Try it:
Repeat the stretch of entries below from the line with "would overrun the" through the line with "fn jittered_delay(&self, attempt: u32)". Include both ends and add nothing.

---

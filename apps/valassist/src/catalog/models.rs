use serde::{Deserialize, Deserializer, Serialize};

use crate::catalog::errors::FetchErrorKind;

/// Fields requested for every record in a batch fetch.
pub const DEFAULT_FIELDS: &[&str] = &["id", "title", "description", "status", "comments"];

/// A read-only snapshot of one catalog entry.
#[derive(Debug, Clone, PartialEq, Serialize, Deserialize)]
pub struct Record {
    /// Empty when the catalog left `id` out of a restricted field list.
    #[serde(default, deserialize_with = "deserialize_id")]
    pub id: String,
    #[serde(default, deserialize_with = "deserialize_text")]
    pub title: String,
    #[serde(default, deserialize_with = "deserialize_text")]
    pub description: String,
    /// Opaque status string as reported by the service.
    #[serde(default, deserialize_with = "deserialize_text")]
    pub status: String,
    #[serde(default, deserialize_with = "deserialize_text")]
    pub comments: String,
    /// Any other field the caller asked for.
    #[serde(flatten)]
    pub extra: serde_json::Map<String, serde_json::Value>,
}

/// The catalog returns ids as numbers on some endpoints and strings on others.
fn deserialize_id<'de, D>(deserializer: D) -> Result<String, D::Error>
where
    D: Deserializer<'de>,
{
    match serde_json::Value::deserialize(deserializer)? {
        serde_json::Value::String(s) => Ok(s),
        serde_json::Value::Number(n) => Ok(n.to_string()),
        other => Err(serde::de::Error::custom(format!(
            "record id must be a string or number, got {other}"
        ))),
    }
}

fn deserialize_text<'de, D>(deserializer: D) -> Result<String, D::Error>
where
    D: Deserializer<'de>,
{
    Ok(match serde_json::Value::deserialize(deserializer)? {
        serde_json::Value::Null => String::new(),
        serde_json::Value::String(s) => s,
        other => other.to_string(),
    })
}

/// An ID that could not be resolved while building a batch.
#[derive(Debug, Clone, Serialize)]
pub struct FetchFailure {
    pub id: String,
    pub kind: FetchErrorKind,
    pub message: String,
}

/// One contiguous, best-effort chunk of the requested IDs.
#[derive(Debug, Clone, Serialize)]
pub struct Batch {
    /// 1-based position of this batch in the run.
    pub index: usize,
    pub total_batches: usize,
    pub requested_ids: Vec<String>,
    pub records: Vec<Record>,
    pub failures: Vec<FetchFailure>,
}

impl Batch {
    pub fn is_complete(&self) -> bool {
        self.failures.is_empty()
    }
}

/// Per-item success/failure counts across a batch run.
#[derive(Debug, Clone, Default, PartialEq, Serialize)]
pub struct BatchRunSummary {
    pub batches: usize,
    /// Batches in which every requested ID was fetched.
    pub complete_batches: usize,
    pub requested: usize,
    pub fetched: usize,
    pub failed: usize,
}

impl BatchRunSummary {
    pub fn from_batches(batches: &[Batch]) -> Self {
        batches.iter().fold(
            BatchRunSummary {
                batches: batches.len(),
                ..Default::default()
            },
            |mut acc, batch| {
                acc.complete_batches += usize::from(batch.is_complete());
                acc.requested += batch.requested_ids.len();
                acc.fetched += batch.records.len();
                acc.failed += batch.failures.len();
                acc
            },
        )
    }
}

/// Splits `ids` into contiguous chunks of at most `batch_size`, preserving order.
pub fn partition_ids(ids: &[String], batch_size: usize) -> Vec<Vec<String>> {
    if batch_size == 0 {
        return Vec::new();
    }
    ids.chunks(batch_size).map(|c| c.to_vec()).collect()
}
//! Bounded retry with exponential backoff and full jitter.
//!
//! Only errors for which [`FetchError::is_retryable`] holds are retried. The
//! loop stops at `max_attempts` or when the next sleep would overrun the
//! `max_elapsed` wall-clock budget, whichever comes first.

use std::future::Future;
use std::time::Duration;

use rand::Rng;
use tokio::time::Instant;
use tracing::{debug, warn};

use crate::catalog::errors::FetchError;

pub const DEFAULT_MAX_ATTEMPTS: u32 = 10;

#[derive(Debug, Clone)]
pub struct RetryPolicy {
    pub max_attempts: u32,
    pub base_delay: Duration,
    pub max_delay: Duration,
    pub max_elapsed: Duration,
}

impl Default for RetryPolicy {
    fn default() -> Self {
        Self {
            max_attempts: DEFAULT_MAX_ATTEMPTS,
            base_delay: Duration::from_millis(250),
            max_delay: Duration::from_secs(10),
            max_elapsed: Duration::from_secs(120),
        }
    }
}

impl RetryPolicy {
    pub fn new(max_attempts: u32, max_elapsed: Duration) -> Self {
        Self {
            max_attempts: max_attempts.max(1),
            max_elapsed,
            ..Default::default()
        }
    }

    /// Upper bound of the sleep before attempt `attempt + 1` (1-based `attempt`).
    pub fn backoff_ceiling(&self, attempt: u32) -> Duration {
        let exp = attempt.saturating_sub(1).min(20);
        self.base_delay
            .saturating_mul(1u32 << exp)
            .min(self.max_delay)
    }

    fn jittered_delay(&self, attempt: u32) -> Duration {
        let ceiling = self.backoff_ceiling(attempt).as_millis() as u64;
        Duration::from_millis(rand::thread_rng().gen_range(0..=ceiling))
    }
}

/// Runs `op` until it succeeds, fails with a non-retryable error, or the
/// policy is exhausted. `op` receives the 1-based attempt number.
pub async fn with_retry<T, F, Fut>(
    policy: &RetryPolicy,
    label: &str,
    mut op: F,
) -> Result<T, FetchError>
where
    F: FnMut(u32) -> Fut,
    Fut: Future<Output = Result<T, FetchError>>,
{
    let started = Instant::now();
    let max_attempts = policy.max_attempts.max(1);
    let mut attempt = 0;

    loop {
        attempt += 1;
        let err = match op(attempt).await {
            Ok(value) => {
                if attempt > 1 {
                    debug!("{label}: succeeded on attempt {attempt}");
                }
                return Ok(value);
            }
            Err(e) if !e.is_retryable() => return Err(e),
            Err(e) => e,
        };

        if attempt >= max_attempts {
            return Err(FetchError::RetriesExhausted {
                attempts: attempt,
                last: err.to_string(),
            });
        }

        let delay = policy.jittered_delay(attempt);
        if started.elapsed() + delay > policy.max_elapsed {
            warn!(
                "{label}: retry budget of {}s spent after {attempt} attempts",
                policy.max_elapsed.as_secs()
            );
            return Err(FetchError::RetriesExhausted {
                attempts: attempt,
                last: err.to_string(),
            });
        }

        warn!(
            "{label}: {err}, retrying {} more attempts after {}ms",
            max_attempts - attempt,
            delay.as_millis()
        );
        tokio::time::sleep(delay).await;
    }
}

---

Reply to the task:
//! loop stops at `max_attempts` or when the next sleep would overrun the
//! `max_elapsed` wall-clock budget, whichever comes first.

use std::future::Future;
use std::time::Duration;

use rand::Rng;
use tokio::time::Instant;
use tracing::{debug, warn};

use crate::catalog::errors::FetchError;

pub const DEFAULT_MAX_ATTEMPTS: u32 = 10;

#[derive(Debug, Clone)]
pub struct RetryPolicy {
    pub max_attempts: u32,
    pub base_delay: Duration,
    pub max_delay: Duration,
    pub max_elapsed: Duration,
}

impl Default for RetryPolicy {
    fn default() -> Self {
        Self {
            max_attempts: DEFAULT_MAX_ATTEMPTS,
            base_delay: Duration::from_millis(250),
            max_delay: Duration::from_secs(10),
            max_elapsed: Duration::from_secs(120),
        }
    }
}

impl RetryPolicy {
    pub fn new(max_attempts: u32, max_elapsed: Duration) -> Self {
        Self {
            max_attempts: max_attempts.max(1),
            max_elapsed,
            ..Default::default()
        }
    }

    /// Upper bound of the sleep before attempt `attempt + 1` (1-based `attempt`).
    pub fn backoff_ceiling(&self, attempt: u32) -> Duration {
        let exp = attempt.saturating_sub(1).min(20);
        self.base_delay
            .saturating_mul(1u32 << exp)
            .min(self.max_delay)
    }

    fn jittered_delay(&self, attempt: u32) -> Duration {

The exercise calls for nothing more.